• **WHAT YOU NEED TO DO**:
Search the entries for the word "Level". Copy every line that holds it.

• **DATA FOR THE TASK**:
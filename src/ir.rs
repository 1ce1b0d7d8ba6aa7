use serde::{Deserialize, Serialize};
use std::fmt;
use std::str::FromStr;

#[derive(Debug, Clone, Copy, PartialEq, Eq, Hash, Serialize, Deserialize)]
#[serde(rename_all = "lowercase")]
pub enum Archetype {
    Taskboard,
    RiskMatrix,
    MindMap,
    Personnel,
}

impl Archetype {
    pub const ALL: [Archetype; 4] = [
        Archetype::Taskboard,
        Archetype::RiskMatrix,
        Archetype::MindMap,
        Archetype::Personnel,
    ];

    /// Picks an archetype from the wording of a request. Falls back to a mind map.
    pub fn detect(message: &str) -> Self {
        let lower = message.to_lowercase();
        if ["task", "kanban", "todo"].iter().any(|k| lower.contains(k)) {
            Archetype::Taskboard
        } else if lower.contains("risk") {
            Archetype::RiskMatrix
        } else if ["org", "personnel"].iter().any(|k| lower.contains(k)) {
            Archetype::Personnel
        } else {
            Archetype::MindMap
        }
    }

    pub fn as_str(&self) -> &'static str {
        match self {
            Archetype::Taskboard => "taskboard",
            Archetype::RiskMatrix => "riskmatrix",
            Archetype::MindMap => "mindmap",
            Archetype::Personnel => "personnel",
        }
    }
}

impl fmt::Display for Archetype {
    fn fmt(&self, f: &mut fmt::Formatter<'_>) -> fmt::Result {
        f.write_str(self.as_str())
    }
}

impl FromStr for Archetype {
    type Err = String;

    fn from_str(s: &str) -> Result<Self, Self::Err> {
        match s.trim().to_lowercase().replace(['-', '_', ' '], "").as_str() {
            "taskboard" | "kanban" | "tasks" => Ok(Archetype::Taskboard),
            "riskmatrix" | "risk" | "risks" => Ok(Archetype::RiskMatrix),
            "mindmap" | "mind" => Ok(Archetype::MindMap),
            "personnel" | "org" | "orgchart" | "custom" => Ok(Archetype::Personnel),
            other => Err(format!("unknown archetype: {other}")),
        }
    }
}

#[derive(Debug, Clone, Copy, PartialEq, Eq, Hash, PartialOrd, Ord, Serialize, Deserialize)]
#[serde(rename_all = "lowercase")]
pub enum Priority {
    Low,
    Medium,
    High,
}

impl Priority {
    pub fn as_str(&self) -> &'static str {
        match self {
            Priority::Low => "low",
            Priority::Medium => "medium",
            Priority::High => "high",
        }
    }

    /// Lenient parse used for frontmatter and upstream JSON.
    pub fn from_token(token: &str) -> Option<Self> {
        match token.trim().to_lowercase().as_str() {
            "high" | "urgent" | "critical" => Some(Priority::High),
            "medium" | "normal" | "med" => Some(Priority::Medium),
            "low" | "minor" => Some(Priority::Low),
            _ => None,
        }
    }
}

/// Kanban column, in left-to-right order.
#[derive(Debug, Clone, Copy, PartialEq, Eq, Hash, PartialOrd, Ord, Serialize, Deserialize)]
pub enum Column {
    ToDo,
    InProgress,
    Review,
    Done,
}

impl Column {
    pub const ALL: [Column; 4] = [Column::ToDo, Column::InProgress, Column::Review, Column::Done];

    pub fn index(&self) -> usize {
        match self {
            Column::ToDo => 0,
            Column::InProgress => 1,
            Column::Review => 2,
            Column::Done => 3,
        }
    }

    pub fn title(&self) -> &'static str {
        match self {
            Column::ToDo => "To Do",
            Column::InProgress => "In Progress",
            Column::Review => "Review",
            Column::Done => "Done",
        }
    }

    /// Keyword scan used by the extractor; `None` when the text names no column.
    pub fn from_keywords(lower: &str) -> Option<Self> {
        if ["todo", "to do", "pending"].iter().any(|k| lower.contains(k)) {
            Some(Column::ToDo)
        } else if ["in progress", "working"].iter().any(|k| lower.contains(k)) {
            Some(Column::InProgress)
        } else if ["review", "testing"].iter().any(|k| lower.contains(k)) {
            Some(Column::Review)
        } else if ["done", "complete"].iter().any(|k| lower.contains(k)) {
            Some(Column::Done)
        } else {
            None
        }
    }

    /// Maps a status field (frontmatter or upstream JSON) to a column.
    pub fn from_status(status: &str) -> Self {
        let lower = status.trim().to_lowercase().replace(['-', '_'], " ");
        Self::from_keywords(&lower).unwrap_or(Column::ToDo)
    }
}

#[derive(Debug, Clone, Copy, PartialEq, Eq, Hash, PartialOrd, Ord, Serialize, Deserialize)]
#[serde(rename_all = "lowercase")]
pub enum Level {
    Low,
    Medium,
    High,
}

impl Level {
    pub const ALL: [Level; 3] = [Level::Low, Level::Medium, Level::High];

    pub fn index(&self) -> usize {
        match self {
            Level::Low => 0,
            Level::Medium => 1,
            Level::High => 2,
        }
    }

    pub fn title(&self) -> &'static str {
        match self {
            Level::Low => "Low",
            Level::Medium => "Medium",
            Level::High => "High",
        }
    }
}

#[derive(Debug, Clone, PartialEq, Eq, Serialize, Deserialize)]
pub struct TaskRecord {
    pub title: String,
    pub column: Column,
    pub priority: Priority,
}

#[derive(Debug, Clone, PartialEq, Eq, Serialize, Deserialize)]
pub struct RiskRecord {
    pub title: String,
    pub likelihood: Level,
    pub impact: Level,
}

impl RiskRecord {
    /// (impact + 1) * (likelihood + 1), in 1..=9.
    pub fn score(&self) -> usize {
        (self.impact.index() + 1) * (self.likelihood.index() + 1)
    }
}

#[derive(Debug, Clone, PartialEq, Eq, Default, Serialize, Deserialize)]
pub struct Branch {
    pub topic: String,
    pub subtopics: Vec<String>,
}

#[derive(Debug, Clone, PartialEq, Eq, Default, Serialize, Deserialize)]
pub struct TopicTree {
    pub central_theme: String,
    pub branches: Vec<Branch>,
}

/// Structured input to the layout engine, one variant per archetype.
#[derive(Debug, Clone, PartialEq, Eq)]
pub enum LayoutInput {
    Tasks(Vec<TaskRecord>),
    Risks(Vec<RiskRecord>),
    Topics(TopicTree),
    Text(String),
}

impl LayoutInput {
    pub fn archetype(&self) -> Archetype {
        match self {
            LayoutInput::Tasks(_) => Archetype::Taskboard,
            LayoutInput::Risks(_) => Archetype::RiskMatrix,
            LayoutInput::Topics(_) => Archetype::MindMap,
            LayoutInput::Text(_) => Archetype::Personnel,
        }
    }
}
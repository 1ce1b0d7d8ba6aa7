use super::*;

pub const TEXT_WIDTH: f32 = 400.0;
pub const TEXT_HEIGHT: f32 = 300.0;

/// Archetypes without a dedicated generator render as one text card.
pub(super) fn compute_passthrough_layout(text: &str) -> Graph {
    let body = if text.trim().is_empty() { "Empty canvas" } else { text.trim() };
    let mut graph = Graph::new();
    graph.nodes.push(Node::text(body, 0.0, 0.0, TEXT_WIDTH, TEXT_HEIGHT));
    graph
}
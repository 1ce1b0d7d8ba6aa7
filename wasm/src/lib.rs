use serde::Deserialize;
use vault_canvas::layout::layout_text;
use vault_canvas::{Archetype, Config, LayoutStyle, TaskColoring};
use wasm_bindgen::prelude::*;

#[derive(Debug, Default, Deserialize)]
#[serde(rename_all = "camelCase")]
struct CanvasLayoutOptions {
    preset: Option<String>,
    task_coloring: Option<TaskColoring>,
    row_gap: Option<f32>,
}

fn build_layout_style(options: CanvasLayoutOptions) -> Result<LayoutStyle, String> {
    let mut style = match options.preset.as_deref() {
        None | Some("interactive") => LayoutStyle::interactive(),
        Some("headless") => LayoutStyle::headless(),
        Some(other) => return Err(format!("unknown layout preset: {other}")),
    };
    if let Some(task_coloring) = options.task_coloring {
        style.task_coloring = task_coloring;
    }
    if let Some(row_gap) = options.row_gap {
        style.row_gap = row_gap;
    }
    Ok(style)
}

fn layout_json(archetype: &str, description: &str, options: CanvasLayoutOptions) -> Result<String, String> {
    let archetype = if archetype.trim().is_empty() {
        Archetype::detect(description)
    } else {
        archetype.parse::<Archetype>()?
    };
    let style = build_layout_style(options)?;
    let graph = vault_canvas::validate(layout_text(archetype, description, &style));
    vault_canvas::to_canvas_json(&graph).map_err(|error| error.to_string())
}

/// Lays out a description and returns the `.canvas` JSON. An empty archetype is
/// detected from the description.
#[wasm_bindgen]
pub fn layout_canvas(archetype: &str, description: &str, options_json: Option<String>) -> Result<String, JsValue> {
    let options = if let Some(raw_options) = options_json {
        serde_json::from_str::<CanvasLayoutOptions>(&raw_options)
            .map_err(|error| JsValue::from_str(&error.to_string()))?
    } else {
        CanvasLayoutOptions::default()
    };
    layout_json(archetype, description, options).map_err(|error| JsValue::from_str(&error))
}

/// Repairs a canvas document produced elsewhere (e.g. by a model).
#[wasm_bindgen]
pub fn validate_canvas(canvas_json: &str) -> Result<String, JsValue> {
    let graph = vault_canvas::parse_canvas(canvas_json).map_err(|error| JsValue::from_str(&error.to_string()))?;
    vault_canvas::to_canvas_json(&graph).map_err(|error| JsValue::from_str(&error.to_string()))
}

#[wasm_bindgen]
pub fn canvas_file_name(name: &str) -> String {
    vault_canvas::canvas_file::canvas_path("", name)
}

/// Default note template, so the plugin and the CLI render notes alike.
#[wasm_bindgen]
pub fn default_note_template() -> String {
    Config::default().notes.template
}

• **EXERCISE SOLUTION**:
pub enum Level {
impl Level {
    pub const ALL: [Level; 3] = [Level::Low, Level::Medium, Level::High];
            Level::Low => 0,
            Level::Medium => 1,
            Level::High => 2,
            Level::Low => "Low",
            Level::Medium => "Medium",
            Level::High => "High",
    pub likelihood: Level,
    pub impact: Level,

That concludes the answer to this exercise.